Abstract
In this study, modeling and degradation of diazinon from contaminated water by advanced oxidation process together with a new test for effluent bioassay using E. coli were investigated. The experiments were designed based on response surface methodology. Nanoparticles (NPs) were synthesized using the sol-gel method. The shape characteristics and specifications of elements in the nanoparticles were characterized using scanning electron microscope and energy dispersive X-ray, respectively. Diazinon was measured using high performance liquid chromatography device and by-products due to its decomposition were identified by gas chromatography-mass (GC-MS). In the present study, effluent bioassay tests were conducted by defining the rate of dehydrogenase enzyme reducing alamar blue method.
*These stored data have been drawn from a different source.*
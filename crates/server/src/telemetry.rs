use std::sync::Arc;
use std::time::Instant;

use axum::{extract::State, http::StatusCode, routing::get, Json, Router};
use chrono::Utc;
use reqwest::{Client, Method};
use serde::Serialize;
use serde_json::{json, Value};
use tracing::{field, info, info_span, warn, Instrument, Span};

use courier_core::config::non_blank_secret;

use crate::proxy::{record_outcome, ProxySettings};

#[derive(Clone)]
pub struct TelemetryState {
    client: Client,
    settings: Arc<ProxySettings>,
}

#[derive(Clone, Debug, PartialEq, Serialize)]
#[serde(rename_all = "camelCase")]
pub struct TelemetryReport {
    pub message: &'static str,
    pub tracing_enabled: bool,
    pub project_name: String,
    pub upstream_response: Value,
    pub timestamp: String,
}

#[derive(Clone, Debug, PartialEq, Eq, Serialize)]
#[serde(rename_all = "camelCase")]
pub struct TelemetryFailure {
    pub error: &'static str,
    pub message: String,
    pub tracing_enabled: bool,
}

pub fn router(client: Client, settings: Arc<ProxySettings>) -> Router {
    Router::new()
        .route("/api/test-telemetry", get(test_telemetry))
        .with_state(TelemetryState { client, settings })
}

/// Sends one tiny chat completion upstream so the trace pipeline can be checked end to end.
pub async fn test_telemetry(
    State(state): State<TelemetryState>,
) -> Result<(StatusCode, Json<TelemetryReport>), (StatusCode, Json<TelemetryFailure>)> {
    let settings = &state.settings;
    let span = if settings.tracing_enabled {
        info_span!(
            "llm.telemetry_probe",
            project = %settings.project_name,
            deployment = %settings.deployment,
            status = field::Empty,
            latency_ms = field::Empty,
            prompt_tokens = field::Empty,
            completion_tokens = field::Empty,
            total_tokens = field::Empty,
        )
    } else {
        Span::none()
    };

    match probe(&state.client, settings).instrument(span).await {
        Ok(upstream_response) => {
            info!(event_name = "telemetry.probe.completed", "telemetry probe succeeded");
            Ok((
                StatusCode::OK,
                Json(TelemetryReport {
                    message: "Telemetry test completed successfully",
                    tracing_enabled: settings.tracing_enabled,
                    project_name: settings.project_name.clone(),
                    upstream_response,
                    timestamp: Utc::now().to_rfc3339(),
                }),
            ))
        }
        Err(message) => {
            warn!(event_name = "telemetry.probe.failed", error = %message, "telemetry probe failed");
            Err((
                StatusCode::INTERNAL_SERVER_ERROR,
                Json(TelemetryFailure {
                    error: "Telemetry test failed",
                    message,
                    tracing_enabled: settings.tracing_enabled,
                }),
            ))
        }
    }
}

async fn probe(client: &Client, settings: &ProxySettings) -> Result<Value, String> {
    let endpoint = settings
        .endpoint
        .as_deref()
        .map(str::trim)
        .filter(|endpoint| !endpoint.is_empty())
        .ok_or_else(|| "upstream.endpoint is not configured".to_owned())?;
    let api_key = non_blank_secret(settings.api_key.as_ref())
        .ok_or_else(|| "upstream.api_key is not configured".to_owned())?;

    let url = format!(
        "{}/openai/deployments/{}/chat/completions?api-version={}",
        endpoint.trim_end_matches('/'),
        settings.deployment,
        settings.api_version
    );
    let request = json!({
        "messages": [
            { "role": "system", "content": "You are a test assistant." },
            { "role": "user", "content": "Reply with 'Telemetry test successful'." }
        ],
        "max_tokens": 10,
        "temperature": 0
    });

    let started = Instant::now();
    let response = client
        .request(Method::POST, url)
        .header("api-key", api_key)
        .json(&request)
        .send()
        .await
        .map_err(|error| error.to_string())?;
    let status = response.status();
    let body: Value = response.json().await.map_err(|error| error.to_string())?;
    record_outcome(&Span::current(), status.as_u16(), started.elapsed().as_millis() as u64, body.get("usage"));

    if !status.is_success() {
        return Err(format!("upstream returned {status}"));
    }
    Ok(body)
}
use std::sync::Mutex;

use chrono::{DateTime, Duration, Local, NaiveDate, Utc};

pub trait Clock: Send + Sync {
    fn now(&self) -> DateTime<Utc>;

    /// Calendar day used for per-day bookkeeping.
    fn today(&self) -> NaiveDate;
}

/// Wall clock; days follow the host's local timezone.
#[derive(Clone, Copy, Debug, Default)]
pub struct SystemClock;

impl Clock for SystemClock {
    fn now(&self) -> DateTime<Utc> {
        Utc::now()
    }

    fn today(&self) -> NaiveDate {
        Local::now().date_naive()
    }
}

/// Settable clock for tests; days follow UTC.
#[derive(Debug)]
pub struct ManualClock {
    now: Mutex<DateTime<Utc>>,
}

impl ManualClock {
    pub fn new(now: DateTime<Utc>) -> Self {
        Self { now: Mutex::new(now) }
    }

    pub fn advance(&self, by: Duration) {
        let mut guard = self.now.lock().unwrap_or_else(|poisoned| poisoned.into_inner());
        *guard += by;
    }
}

impl Clock for ManualClock {
    fn now(&self) -> DateTime<Utc> {
        *self.now.lock().unwrap_or_else(|poisoned| poisoned.into_inner())
    }

    fn today(&self) -> NaiveDate {
        self.now().date_naive()
    }
}

#[cfg(test)]
mod tests {
    use chrono::{Duration, NaiveDate, TimeZone, Utc};

    use super::{Clock, ManualClock};

    #[test]
    fn manual_clock_rolls_over_to_the_next_day() {
        let clock = ManualClock::new(Utc.with_ymd_and_hms(2026, 3, 9, 23, 30, 0).unwrap());
        assert_eq!(clock.today(), NaiveDate::from_ymd_opt(2026, 3, 9).unwrap());

        clock.advance(Duration::minutes(45));

        assert_eq!(clock.today(), NaiveDate::from_ymd_opt(2026, 3, 10).unwrap());
    }
}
According to statistical analyses (R2 = 0.986), the optimized values for pH, dose of NPs, and contact time were found to be 6.75, 775 mg/L, and 65 min, respectively. At these conditions, 96.06% of the diazinon was removed. Four main by-products, diazoxon, 7-methyl-3-octyne, 2-isopropyl-6-methyl-4pyrimidinol and diethyl phosphonate were detected. According to the alamar blue reducing (ABR) test, 50% effective concentration, no observed effect concentration, and 100% effective concentration (EC100) for the mortality rate of E. coli were obtained as 2.275, 0.839, and 4.430 mg/L, respectively. Based on the results obtained, it was found that mentioned process was high efficiency in removing diazinon, and also a significant relationship between toxicity assessment tests were obtained (P < 0.05).
Keywords:
Dehydrogenase enzyme; Diazinon; Effluent bioassay; Modeling.